WORK REQUEST - Each line containing the string "WeaknessBiasedSelection" should be copied out of the entries.

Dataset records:
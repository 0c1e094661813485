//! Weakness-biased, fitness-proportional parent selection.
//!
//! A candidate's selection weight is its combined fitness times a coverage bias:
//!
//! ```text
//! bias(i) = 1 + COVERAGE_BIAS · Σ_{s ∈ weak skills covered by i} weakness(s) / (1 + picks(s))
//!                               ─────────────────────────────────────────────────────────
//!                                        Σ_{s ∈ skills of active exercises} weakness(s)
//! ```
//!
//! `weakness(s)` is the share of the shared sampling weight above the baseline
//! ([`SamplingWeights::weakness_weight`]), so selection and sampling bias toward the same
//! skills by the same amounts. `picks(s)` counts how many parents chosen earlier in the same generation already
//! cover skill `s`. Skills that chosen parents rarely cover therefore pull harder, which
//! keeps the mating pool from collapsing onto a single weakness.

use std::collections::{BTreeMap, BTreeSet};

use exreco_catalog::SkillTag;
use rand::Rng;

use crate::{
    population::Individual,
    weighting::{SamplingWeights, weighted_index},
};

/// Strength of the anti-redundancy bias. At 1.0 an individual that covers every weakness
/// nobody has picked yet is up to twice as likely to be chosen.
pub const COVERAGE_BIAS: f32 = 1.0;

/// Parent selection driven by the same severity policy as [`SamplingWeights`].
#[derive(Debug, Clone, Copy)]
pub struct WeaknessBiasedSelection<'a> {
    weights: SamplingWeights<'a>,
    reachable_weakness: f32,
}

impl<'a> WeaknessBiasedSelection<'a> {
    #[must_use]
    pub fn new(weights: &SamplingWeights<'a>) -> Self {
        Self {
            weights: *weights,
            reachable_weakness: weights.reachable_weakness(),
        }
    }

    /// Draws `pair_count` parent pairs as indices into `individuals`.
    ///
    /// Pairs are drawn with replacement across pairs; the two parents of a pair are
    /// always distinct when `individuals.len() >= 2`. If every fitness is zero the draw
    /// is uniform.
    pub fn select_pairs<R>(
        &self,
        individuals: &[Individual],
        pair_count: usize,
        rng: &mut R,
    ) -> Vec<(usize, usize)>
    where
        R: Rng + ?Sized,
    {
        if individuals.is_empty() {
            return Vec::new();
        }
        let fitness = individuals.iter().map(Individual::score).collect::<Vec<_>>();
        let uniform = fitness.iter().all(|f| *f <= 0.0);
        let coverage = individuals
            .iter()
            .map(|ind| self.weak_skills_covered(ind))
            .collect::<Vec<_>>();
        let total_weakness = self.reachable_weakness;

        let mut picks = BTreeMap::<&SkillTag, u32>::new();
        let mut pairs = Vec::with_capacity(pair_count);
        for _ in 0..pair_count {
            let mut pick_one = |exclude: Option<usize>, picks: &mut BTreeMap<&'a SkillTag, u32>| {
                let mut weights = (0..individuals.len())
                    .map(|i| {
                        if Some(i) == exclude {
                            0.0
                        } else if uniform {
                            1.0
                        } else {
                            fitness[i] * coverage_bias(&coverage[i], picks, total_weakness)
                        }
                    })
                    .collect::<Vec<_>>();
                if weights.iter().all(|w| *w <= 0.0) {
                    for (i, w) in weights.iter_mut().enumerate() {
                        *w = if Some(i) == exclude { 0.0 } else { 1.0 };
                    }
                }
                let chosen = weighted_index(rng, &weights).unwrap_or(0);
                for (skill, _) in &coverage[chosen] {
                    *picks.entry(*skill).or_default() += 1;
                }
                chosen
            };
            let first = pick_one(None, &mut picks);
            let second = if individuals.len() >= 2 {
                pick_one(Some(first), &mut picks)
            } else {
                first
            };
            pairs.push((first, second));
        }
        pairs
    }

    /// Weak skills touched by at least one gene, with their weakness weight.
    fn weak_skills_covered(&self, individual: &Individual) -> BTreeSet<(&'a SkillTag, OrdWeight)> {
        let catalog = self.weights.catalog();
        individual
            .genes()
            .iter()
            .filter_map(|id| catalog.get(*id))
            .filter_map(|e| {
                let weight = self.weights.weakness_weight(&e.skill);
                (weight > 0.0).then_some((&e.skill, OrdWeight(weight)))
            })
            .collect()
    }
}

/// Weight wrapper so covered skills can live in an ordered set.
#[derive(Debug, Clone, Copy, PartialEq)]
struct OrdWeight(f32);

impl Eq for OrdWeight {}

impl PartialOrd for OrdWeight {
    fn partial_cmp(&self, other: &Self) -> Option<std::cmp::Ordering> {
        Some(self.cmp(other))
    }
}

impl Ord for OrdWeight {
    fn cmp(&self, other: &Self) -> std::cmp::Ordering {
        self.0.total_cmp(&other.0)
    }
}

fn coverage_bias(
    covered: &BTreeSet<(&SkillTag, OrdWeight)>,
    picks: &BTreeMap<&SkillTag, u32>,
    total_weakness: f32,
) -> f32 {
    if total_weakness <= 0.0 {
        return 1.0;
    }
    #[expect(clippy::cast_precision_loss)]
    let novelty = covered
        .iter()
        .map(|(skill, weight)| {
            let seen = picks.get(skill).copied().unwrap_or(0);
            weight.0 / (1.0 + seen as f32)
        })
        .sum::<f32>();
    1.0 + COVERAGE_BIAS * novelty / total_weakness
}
...
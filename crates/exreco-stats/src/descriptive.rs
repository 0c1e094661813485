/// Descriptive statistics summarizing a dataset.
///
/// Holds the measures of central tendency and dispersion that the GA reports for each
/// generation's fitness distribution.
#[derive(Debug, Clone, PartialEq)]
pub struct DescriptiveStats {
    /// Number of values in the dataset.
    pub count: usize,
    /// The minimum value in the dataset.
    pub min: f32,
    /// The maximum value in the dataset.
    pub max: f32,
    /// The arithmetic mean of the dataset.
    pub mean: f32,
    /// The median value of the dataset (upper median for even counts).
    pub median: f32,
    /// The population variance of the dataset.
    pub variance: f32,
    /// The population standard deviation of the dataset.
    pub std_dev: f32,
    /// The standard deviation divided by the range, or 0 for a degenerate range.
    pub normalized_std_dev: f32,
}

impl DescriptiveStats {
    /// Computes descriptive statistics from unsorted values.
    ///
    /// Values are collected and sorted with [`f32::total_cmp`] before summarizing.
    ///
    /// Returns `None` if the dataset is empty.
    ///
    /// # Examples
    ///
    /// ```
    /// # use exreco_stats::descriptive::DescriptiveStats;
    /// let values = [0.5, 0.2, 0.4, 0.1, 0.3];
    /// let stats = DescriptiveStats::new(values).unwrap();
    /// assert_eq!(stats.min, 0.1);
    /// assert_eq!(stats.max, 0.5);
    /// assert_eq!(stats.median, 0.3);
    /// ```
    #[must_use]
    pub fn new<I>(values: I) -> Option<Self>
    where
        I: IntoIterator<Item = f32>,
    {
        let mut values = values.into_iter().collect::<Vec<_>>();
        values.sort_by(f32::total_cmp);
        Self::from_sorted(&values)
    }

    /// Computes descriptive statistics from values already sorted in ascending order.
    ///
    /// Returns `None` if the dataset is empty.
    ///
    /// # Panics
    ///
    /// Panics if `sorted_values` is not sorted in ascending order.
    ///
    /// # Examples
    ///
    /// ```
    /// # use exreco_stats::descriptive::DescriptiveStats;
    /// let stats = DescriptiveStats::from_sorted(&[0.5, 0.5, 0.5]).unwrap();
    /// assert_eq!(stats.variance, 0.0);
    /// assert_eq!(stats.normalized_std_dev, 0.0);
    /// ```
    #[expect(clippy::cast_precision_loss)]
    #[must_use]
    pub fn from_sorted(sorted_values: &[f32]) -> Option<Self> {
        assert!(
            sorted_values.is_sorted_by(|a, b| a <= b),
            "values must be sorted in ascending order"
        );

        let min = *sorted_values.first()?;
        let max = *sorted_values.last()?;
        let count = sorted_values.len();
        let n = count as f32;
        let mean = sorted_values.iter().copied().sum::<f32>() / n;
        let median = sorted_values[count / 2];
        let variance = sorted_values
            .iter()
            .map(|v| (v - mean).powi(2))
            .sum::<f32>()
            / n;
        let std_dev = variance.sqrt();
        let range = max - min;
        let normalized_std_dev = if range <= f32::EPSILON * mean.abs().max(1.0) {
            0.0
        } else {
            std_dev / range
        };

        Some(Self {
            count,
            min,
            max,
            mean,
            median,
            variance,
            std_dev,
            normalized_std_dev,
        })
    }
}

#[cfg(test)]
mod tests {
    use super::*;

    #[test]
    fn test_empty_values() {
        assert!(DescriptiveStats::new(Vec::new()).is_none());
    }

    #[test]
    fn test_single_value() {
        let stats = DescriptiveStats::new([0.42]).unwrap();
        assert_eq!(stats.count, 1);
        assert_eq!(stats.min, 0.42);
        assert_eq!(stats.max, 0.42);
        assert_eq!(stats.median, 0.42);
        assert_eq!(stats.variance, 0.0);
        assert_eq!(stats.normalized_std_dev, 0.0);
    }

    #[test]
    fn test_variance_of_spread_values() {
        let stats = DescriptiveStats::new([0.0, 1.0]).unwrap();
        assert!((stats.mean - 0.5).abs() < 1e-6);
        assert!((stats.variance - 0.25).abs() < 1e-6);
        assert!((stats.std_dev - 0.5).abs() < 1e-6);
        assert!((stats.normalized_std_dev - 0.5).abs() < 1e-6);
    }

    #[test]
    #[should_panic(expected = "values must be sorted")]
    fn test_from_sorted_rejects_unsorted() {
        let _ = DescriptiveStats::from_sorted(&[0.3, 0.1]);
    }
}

OUTPUT BELOW -
pub struct WeaknessBiasedSelection<'a> {
impl<'a> WeaknessBiasedSelection<'a> {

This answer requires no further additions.